During Holy Week, Radios 3 and 4 hosted a mini-series of programmes in advance of a Good Friday performance of Bach’s St Matthew Passion, designed to explore the human and emotional side of Bach’s personality. To this end, in Bach: Man of passion (Radio 4, Monday of last week), Professor John Butt took us through some of the evidence: his beating up of a bassoonist, his complaints about import duties on wine, and his unsanctioned leave of absence to study at the feet of Buxtehude.
Of particular relevance is where Bach’s music lies on the early-18th-century Lutheran spectrum. Cast in an established liturgical tradition, the Passions nevertheless witness to Bach’s taste for a newer, Pietist rhetoric: highly emotional, and at times lurid.
If you needed a refresher course on Lutheranism before hearing Professor Butt’s programme, then earlier that morning Start the Week (Radio 4) provided a convenient Reformation 101. There has not been much on the airwaves, yet, to mark the Luther anniversary, and this round table used it as a step-off for a wider discussion of global Christianity.
Among the topics was gender politics: was the Protestantism of the Early Modern period an excuse to put women back in their place?

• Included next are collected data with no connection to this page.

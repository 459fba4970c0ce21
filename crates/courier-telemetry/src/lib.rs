//! Courier Telemetry - logging setup for the courier event bus.
//!
//! This crate provides:
//! - Configurable logging setup with multiple formats
//! - Output to stdout, stderr, or rolling log files
//! - Integration with the tracing ecosystem
//!
//! # Example
//!
//! ```rust,no_run
//! use courier_telemetry::{LogConfig, LogFormat, setup_logging};
//!
//! # fn main() -> Result<(), courier_telemetry::TelemetryError> {
//! let config = LogConfig::new("info")
//!     .with_format(LogFormat::Pretty)
//!     .with_directive("courier_events=debug");
//!
//! setup_logging(&config)?;
//! tracing::info!("logging ready");
//! # Ok(())
//! # }
//! ```

#![deny(unsafe_code)]
#![deny(missing_docs)]
#![deny(clippy::all)]
#![warn(unreachable_pub)]
#![deny(clippy::unwrap_used)]
#![cfg_attr(test, allow(clippy::unwrap_used))]

pub mod prelude;

#[cfg(feature = "config")]
mod config;
mod error;
mod logging;

#[cfg(feature = "config")]
pub use config::to_log_config;
pub use error::{TelemetryError, TelemetryResult};
pub use logging::{
    FileLogConfig, FileRotation, LogConfig, LogFormat, LogTarget, setup_default_logging,
    setup_logging,
};
//! Post-merge configuration validation.

use crate::error::{ConfigError, ConfigResult};
use crate::types::Config;

/// Upper bound for `bus.replay_capacity`.
pub const MAX_REPLAY_CAPACITY: usize = 1_000_000;

/// Validate a fully merged and deserialized configuration.
///
/// # Errors
///
/// Returns the first validation error found.
pub fn validate(config: &Config) -> ConfigResult<()> {
    validate_bus(config)?;
    validate_logging(config)?;
    Ok(())
}

fn validate_bus(config: &Config) -> ConfigResult<()> {
    let bus = &config.bus;

    if bus.replay_capacity > MAX_REPLAY_CAPACITY {
        return Err(ConfigError::ValidationError {
            field: "bus.replay_capacity".to_owned(),
            message: format!(
                "replay capacity {} exceeds the maximum of {MAX_REPLAY_CAPACITY}",
                bus.replay_capacity
            ),
        });
    }

    one_of("bus.duplicate_policy", &bus.duplicate_policy, &["reject", "replace"])?;
    one_of(
        "bus.callback_context",
        &bus.callback_context,
        &["background", "serial"],
    )?;

    if bus.serial_thread_name.trim().is_empty() {
        return Err(ConfigError::ValidationError {
            field: "bus.serial_thread_name".to_owned(),
            message: "thread name must not be empty".to_owned(),
        });
    }

    Ok(())
}

fn validate_logging(config: &Config) -> ConfigResult<()> {
    one_of(
        "logging.level",
        &config.logging.level,
        &["trace", "debug", "info", "warn", "error"],
    )?;
    one_of(
        "logging.format",
        &config.logging.format,
        &["pretty", "compact", "json", "full"],
    )?;

    if let Some(directive) = config.logging.directives.iter().find(|d| d.trim().is_empty()) {
        return Err(ConfigError::ValidationError {
            field: "logging.directives".to_owned(),
            message: format!("empty directive '{directive}'"),
        });
    }

    Ok(())
}

fn one_of(field: &str, value: &str, allowed: &[&str]) -> ConfigResult<()> {
    if allowed.contains(&value) {
        return Ok(());
    }
    Err(ConfigError::ValidationError {
        field: field.to_owned(),
        message: format!(
            "unsupported value '{value}'; expected one of: {}",
            allowed.join(", ")
        ),
    })
}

The argument was proposed by Sarah Dunant, who made the curious suggestion based on the richness of domestic devotion by women in Renaissance Italy, and the impoverishment of domestic imagery in Protestant households.
It was left to the Roman Catholic historian Peter Stanford to defend Protestantism against the charge of chauvinism; and at the same time to disabuse us of the notion that Luther might ever have nailed anything to any door in Wittenburg. In those days, wax was apparently the adhesive of choice.

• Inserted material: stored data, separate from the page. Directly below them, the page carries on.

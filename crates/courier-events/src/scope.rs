//! Scoped subscriptions released together.

use std::future::Future;
use std::sync::Arc;
use tracing::debug;

use crate::bus::EventBus;
use crate::dispatch::JobResult;
use crate::error::BusResult;
use crate::event::Event;
use crate::key::SubscriberKey;
use crate::subscription::{SubscribeOptions, Subscription};

/// Owner of a set of subscriptions that share one key.
///
/// Every subscription made through the scope is registered under the
/// scope's key. Closing or dropping the scope calls
/// [`EventBus::unsubscribe_all`] for that key.
///
/// ```rust
/// use courier_events::{EventBus, SubscribeOptions, SubscriptionScope};
/// use std::sync::Arc;
///
/// struct Tick;
///
/// # #[tokio::main]
/// # async fn main() {
/// let bus = EventBus::new();
/// {
///     let scope = SubscriptionScope::unique(&bus);
///     scope
///         .subscribe::<Tick, _, _>(SubscribeOptions::new(), |_tick: Arc<Tick>| async { Ok(()) })
///         .unwrap();
///     assert_eq!(bus.subscription_count(), 1);
/// }
/// assert_eq!(bus.subscription_count(), 0);
/// # }
/// ```
#[derive(Debug)]
pub struct SubscriptionScope {
    bus: EventBus,
    key: SubscriberKey,
    closed: bool,
}

impl SubscriptionScope {
    /// Scope subscribing as `key`.
    #[must_use]
    pub fn new(bus: &EventBus, key: impl Into<SubscriberKey>) -> Self {
        Self {
            bus: bus.clone(),
            key: key.into(),
            closed: false,
        }
    }

    /// Scope with a freshly generated key.
    #[must_use]
    pub fn unique(bus: &EventBus) -> Self {
        Self::new(bus, SubscriberKey::unique())
    }

    /// Key shared by the scope's subscriptions.
    #[must_use]
    pub fn key(&self) -> &SubscriberKey {
        &self.key
    }

    /// Subscribe under the scope's key.
    ///
    /// # Errors
    ///
    /// Same as [`EventBus::subscribe`].
    pub fn subscribe<T, F, Fut>(
        &self,
        options: SubscribeOptions,
        callback: F,
    ) -> BusResult<Subscription>
    where
        T: Event,
        F: Fn(Arc<T>) -> Fut + Send + Sync + 'static,
        Fut: Future<Output = JobResult> + Send + 'static,
    {
        self.bus.subscribe(self.key.clone(), options, callback)
    }

    /// Cancel the scope's subscription to `T`, if any.
    pub fn unsubscribe<T: Event>(&self) -> bool {
        self.bus.unsubscribe::<T>(&self.key)
    }

    /// Cancel every subscription in the scope.
    ///
    /// Returns the number cancelled.
    pub fn close(mut self) -> usize {
        self.release()
    }

    fn release(&mut self) -> usize {
        if self.closed {
            return 0;
        }
        self.closed = true;
        let cancelled = self.bus.unsubscribe_all(&self.key);
        debug!(key = %self.key, cancelled, "Subscription scope released");
        cancelled
    }
}

impl Drop for SubscriptionScope {
    fn drop(&mut self) {
        self.release();
    }
}

#[cfg(test)]
mod tests {
    use super::*;

    struct A;
    struct B;

    fn noop<T>(_event: Arc<T>) -> futures::future::Ready<JobResult> {
        futures::future::ready(Ok(()))
    }

    #[tokio::test]
    async fn test_drop_releases_all_subscriptions() {
        let bus = EventBus::new();
        let key = {
            let scope = SubscriptionScope::new(&bus, "screen");
            scope.subscribe::<A, _, _>(SubscribeOptions::new(), noop).unwrap();
            scope.subscribe::<B, _, _>(SubscribeOptions::new(), noop).unwrap();
            assert_eq!(bus.subscription_count(), 2);
            scope.key().clone()
        };

        assert_eq!(bus.subscription_count(), 0);
        assert!(!bus.is_subscribed::<A>(&key));
    }

    #[tokio::test]
    async fn test_close_reports_count() {
        let bus = EventBus::new();
        let scope = SubscriptionScope::unique(&bus);
        scope.subscribe::<A, _, _>(SubscribeOptions::new(), noop).unwrap();
        assert_eq!(scope.close(), 1);
    }

    #[tokio::test]
    async fn test_scope_leaves_other_keys_alone() {
        let bus = EventBus::new();
        bus.subscribe::<A, _, _>("outsider", SubscribeOptions::new(), noop)
            .unwrap();
        {
            let scope = SubscriptionScope::new(&bus, "inner");
            scope.subscribe::<A, _, _>(SubscribeOptions::new(), noop).unwrap();
            assert!(scope.unsubscribe::<A>());
            assert!(!scope.unsubscribe::<A>());
        }
        assert!(bus.is_subscribed::<A>(&"outsider".into()));
    }
}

Those prepared to go a little off-piste over Holy Week may have encountered an excellent modern reworking of the Passion, courtesy of the writer Nick Warburton and the director Paul Arnold. Oliver Parks (Premier Christian Radio, Good Friday; also available as a podcast on www.thingsunseen.co.uk) presented a documentary-style investigation of the fictional West Trent riots, during which a man of peace was killed and a community revived.
Warburton and Arnold’s previous collaboration in this vein was The People’s Passion (Radio, 13 April 2012); and, as with that project, their skill here was to produce an authentic narrative without the clunkiness that so often attends contemporary translations. Nor does it turn out quite as you expect.